Gerhard is, perhaps, best known as a pupil of Schoenberg but he was also one of the very few pre-1900 composers who dared to venture into the uncharted field of composition with manipulated tape. His centre of operations in Cambridge was a modest domestic studio fitted with a handful of EMI and Ferrograph open-reel tape recorders. Incidentally, he was also one of the few composers in Britain to receive support from the BBC Radiophonic Workshop. Contemporary of more widely-known electronic music pioneers such as Schaeffer, Henry, Varèse, Babbitt, Maderna, Berio or Stockhausen, the Spanish-born composer Roberto Gerhard—convinced of the expressiveness of recorded sound, which he aimed to bring to a level of poetic imaginery in his “sound compositions”—is probably one among the most original and distinctive voices of the early days of the new medium.
Our tribute to Gerhard included the first concert performance of his “radiophonic poem” Lament for the Death of a Bullfighter (1959), for speaker and tape, and the Iberian premiere of the film DNA in Reflection (1963), which features Gerhard’s “aleatoric soundtrack” (A.K.A. Audiomobile No. 2 “DNA”). Adding to this gloom, the commemoration of John Cage’s 100 anniversary in 2012 and the partnership with the conservatory of the Liceu, provided the ideal excuse to get engaged in the adventure of a world premiere of Claustrophilia (1966) — a musical action for eight harps and four short wave radios dedicated to Cage that was carried out by a group of intrepid students of the conservatory. The night was rounded off by splendid performances of three of Gerhard’s Catalan songs and his Capriccio for solo flute, also interpreted by students of the Liceu.

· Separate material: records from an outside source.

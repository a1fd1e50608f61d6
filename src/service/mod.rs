//! Caller-facing restaurant queries.
//!
//! Picks the serving radius for the request time, then routes either to the geo cache (no
//! search term) or to the search aggregator (search term, sequential or concurrent).

pub mod error;
pub mod exchange;


pub use error::{ServiceError, ServiceResult};
pub use exchange::{GetRestaurantsRequest, GetRestaurantsResponse};

use std::str::FromStr;
use std::sync::Arc;
use std::time::Duration;

use chrono::NaiveTime;
use tracing::{info, instrument};

use crate::cache::{CacheBackend, GeoCache};
use crate::constants::DEFAULT_CACHE_TTL;
use crate::finder::RestaurantFinder;
use crate::policy::serving_radius_km;
use crate::search::{PoolSettings, SearchAggregator, SearchQuery};
use crate::store::RestaurantStore;

/// Which aggregator [`RestaurantService::find_restaurants`] uses for search terms.
#[derive(Debug, Clone, Copy, Default, PartialEq, Eq)]
pub enum SearchMode {
    Sequential,
    #[default]
    Concurrent,
}

impl SearchMode {
    pub fn as_str(&self) -> &'static str {
        match self {
            SearchMode::Sequential => "sequential",
            SearchMode::Concurrent => "concurrent",
        }
    }
}

impl std::fmt::Display for SearchMode {
    fn fmt(&self, f: &mut std::fmt::Formatter<'_>) -> std::fmt::Result {
        f.write_str(self.as_str())
    }
}

impl FromStr for SearchMode {
    type Err = String;

    fn from_str(s: &str) -> Result<Self, Self::Err> {
        match s.trim().to_ascii_lowercase().as_str() {
            "sequential" => Ok(SearchMode::Sequential),
            "concurrent" => Ok(SearchMode::Concurrent),
            other => Err(format!("expected 'sequential' or 'concurrent', got '{other}'")),
        }
    }
}

#[derive(Debug, Clone, Copy, PartialEq, Eq)]
pub struct ServiceSettings {
    pub cache_ttl: Duration,
    pub search_mode: SearchMode,
    pub pool: PoolSettings,
}

impl Default for ServiceSettings {
    fn default() -> Self {
        Self {
            cache_ttl: DEFAULT_CACHE_TTL,
            search_mode: SearchMode::default(),
            pool: PoolSettings::default(),
        }
    }
}

pub struct RestaurantService<C: CacheBackend, S: RestaurantStore + 'static> {
    geo_cache: GeoCache<C, S>,
    aggregator: SearchAggregator<S>,
    mode: SearchMode,
}

impl<C: CacheBackend, S: RestaurantStore + 'static> Clone for RestaurantService<C, S> {
    fn clone(&self) -> Self {
        Self {
            geo_cache: self.geo_cache.clone(),
            aggregator: self.aggregator.clone(),
            mode: self.mode,
        }
    }
}

impl<C: CacheBackend, S: RestaurantStore + 'static> std::fmt::Debug for RestaurantService<C, S> {
    fn fmt(&self, f: &mut std::fmt::Formatter<'_>) -> std::fmt::Result {
        f.debug_struct("RestaurantService")
            .field("geo_cache", &self.geo_cache)
            .field("aggregator", &self.aggregator)
            .field("mode", &self.mode)
            .finish()
    }
}

impl<C: CacheBackend, S: RestaurantStore + 'static> RestaurantService<C, S> {
    pub fn new(cache: Arc<C>, store: Arc<S>) -> Self {
        Self::with_settings(cache, store, ServiceSettings::default())
    }

    pub fn with_settings(cache: Arc<C>, store: Arc<S>, settings: ServiceSettings) -> Self {
        let finder = RestaurantFinder::new(store);
        Self {
            geo_cache: GeoCache::with_ttl(cache, finder.clone(), settings.cache_ttl),
            aggregator: SearchAggregator::with_pool(finder, settings.pool),
            mode: settings.search_mode,
        }
    }

    pub fn geo_cache(&self) -> &GeoCache<C, S> {
        &self.geo_cache
    }

    pub fn search_mode(&self) -> SearchMode {
        self.mode
    }

    /// Every open restaurant within the serving radius for `now`, via the geo cache.
    #[instrument(skip(self), fields(lat = request.latitude, lon = request.longitude))]
    pub async fn find_all_restaurants_close_by(
        &self,
        request: &GetRestaurantsRequest,
        now: NaiveTime,
    ) -> ServiceResult<GetRestaurantsResponse> {
        let location = request.location()?;
        let radius_km = serving_radius_km(now);

        let lookup = self.geo_cache.lookup(location, now, radius_km).await?;
        let status = lookup.status();
        let response = GetRestaurantsResponse {
            restaurants: lookup.into_restaurants(),
            cache_status: Some(status),
        };

        info!(
            found = response.len(),
            radius_km,
            cache = %status,
            "Found restaurants close by"
        );
        Ok(response)
    }

    /// Sequential search; strategies that fail are skipped.
    #[instrument(skip(self), fields(lat = request.latitude, lon = request.longitude))]
    pub async fn find_restaurants_by_search_query(
        &self,
        request: &GetRestaurantsRequest,
        now: NaiveTime,
    ) -> ServiceResult<GetRestaurantsResponse> {
        let Some(query) = Self::search_query(request, now)? else {
            info!("Empty search query");
            return Ok(GetRestaurantsResponse::default());
        };

        let restaurants = self.aggregator.search_sequential(&query).await;
        info!(found = restaurants.len(), term = %query.term, "Found restaurants by search");
        Ok(GetRestaurantsResponse::new(restaurants))
    }

    /// Concurrent search; any strategy failure fails the request.
    #[instrument(skip(self), fields(lat = request.latitude, lon = request.longitude))]
    pub async fn find_restaurants_by_search_query_concurrent(
        &self,
        request: &GetRestaurantsRequest,
        now: NaiveTime,
    ) -> ServiceResult<GetRestaurantsResponse> {
        let Some(query) = Self::search_query(request, now)? else {
            info!("Empty search query");
            return Ok(GetRestaurantsResponse::default());
        };

        let restaurants = self.aggregator.search_concurrent(&query).await?;
        info!(found = restaurants.len(), term = %query.term, "Found restaurants by search");
        Ok(GetRestaurantsResponse::new(restaurants))
    }

    /// Close-by listing when no term is sent, otherwise a search in the configured mode.
    pub async fn find_restaurants(
        &self,
        request: &GetRestaurantsRequest,
        now: NaiveTime,
    ) -> ServiceResult<GetRestaurantsResponse> {
        match (request.search_term(), self.mode) {
            (None, _) => self.find_all_restaurants_close_by(request, now).await,
            (Some(_), SearchMode::Sequential) => {
                self.find_restaurants_by_search_query(request, now).await
            }
            (Some(_), SearchMode::Concurrent) => {
                self.find_restaurants_by_search_query_concurrent(request, now)
                    .await
            }
        }
    }

    /// Validates the request and builds the query. `None` for a missing or empty term.
    fn search_query(
        request: &GetRestaurantsRequest,
        now: NaiveTime,
    ) -> ServiceResult<Option<SearchQuery>> {
        let location = request.location()?;
        Ok(request
            .search_term()
            .filter(|term| !term.is_empty())
            .map(|term| SearchQuery::new(location, term, now, serving_radius_km(now))))
    }
}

The concert was made possible thanks to the creativity and dedication of the professors, students, and staff of the Conservatori del Liceu (alongside individual contributors from Barcelona, Figueres, and Avignó) and the kind support of the University of Huddersfield and the British Arts and Humanities Research Council project “The Electronic Music of Roberto Gerhard”.